- **DATA IN THIS EXERCISE**
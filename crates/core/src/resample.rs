//! Pure-Rust bilinear resizing of RGBA8 buffers.

use crate::error::{PipelineError, PipelineResult};
use crate::types::{PixelBuffer, CHANNELS};

fn check_target(width: u32, height: u32) -> PipelineResult<()> {
    if width == 0 || height == 0 {
        return Err(PipelineError::resize(
            width,
            height,
            "target dimensions must be positive",
        ));
    }
    Ok(())
}

/// Bilinear interpolation resize. Each channel, alpha included, is
/// interpolated independently.
pub fn resize_bilinear(
    image: &PixelBuffer,
    width: u32,
    height: u32,
) -> PipelineResult<PixelBuffer> {
    check_target(width, height)?;
    if image.dimensions() == (width, height) {
        return Ok(image.clone());
    }

    let (src_w, src_h) = (image.width() as usize, image.height() as usize);
    let (dst_w, dst_h) = (width as usize, height as usize);
    let src = image.as_raw();
    let mut dst = vec![0u8; dst_w * dst_h * CHANNELS];

    for dst_y in 0..dst_h {
        // Map destination pixel center to source coordinates
        let src_yf = (dst_y as f64 + 0.5) * src_h as f64 / dst_h as f64 - 0.5;
        let src_y0 = (src_yf.floor().max(0.0) as usize).min(src_h - 1);
        let src_y1 = (src_y0 + 1).min(src_h - 1);
        let fy = (src_yf - src_y0 as f64).clamp(0.0, 1.0);

        for dst_x in 0..dst_w {
            let src_xf = (dst_x as f64 + 0.5) * src_w as f64 / dst_w as f64 - 0.5;
            let src_x0 = (src_xf.floor().max(0.0) as usize).min(src_w - 1);
            let src_x1 = (src_x0 + 1).min(src_w - 1);
            let fx = (src_xf - src_x0 as f64).clamp(0.0, 1.0);

            let di = (dst_y * dst_w + dst_x) * CHANNELS;

            for c in 0..CHANNELS {
                let p00 = src[(src_y0 * src_w + src_x0) * CHANNELS + c] as f64;
                let p10 = src[(src_y0 * src_w + src_x1) * CHANNELS + c] as f64;
                let p01 = src[(src_y1 * src_w + src_x0) * CHANNELS + c] as f64;
                let p11 = src[(src_y1 * src_w + src_x1) * CHANNELS + c] as f64;

                let top = p00 * (1.0 - fx) + p10 * fx;
                let bot = p01 * (1.0 - fx) + p11 * fx;
                let val = top * (1.0 - fy) + bot * fy;

                dst[di + c] = val.round().clamp(0.0, 255.0) as u8;
            }
        }
    }

    PixelBuffer::from_raw(width, height, dst)
}
#[tokio::main]
async fn main() {
    if let Err(error) = sweetdesk_app::run_from_env().await {
        tracing::error!("{error:#}");
        std::process::exit(1);
    }
}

- **WHAT THE EXERCISE ASKS**
Your task is to find every line above containing the word "image" and copy it.

- **SOLUTION TO THIS TASK**
    image: &PixelBuffer,
    if image.dimensions() == (width, height) {
        return Ok(image.clone());
    let (src_w, src_h) = (image.width() as usize, image.height() as usize);
    let src = image.as_raw();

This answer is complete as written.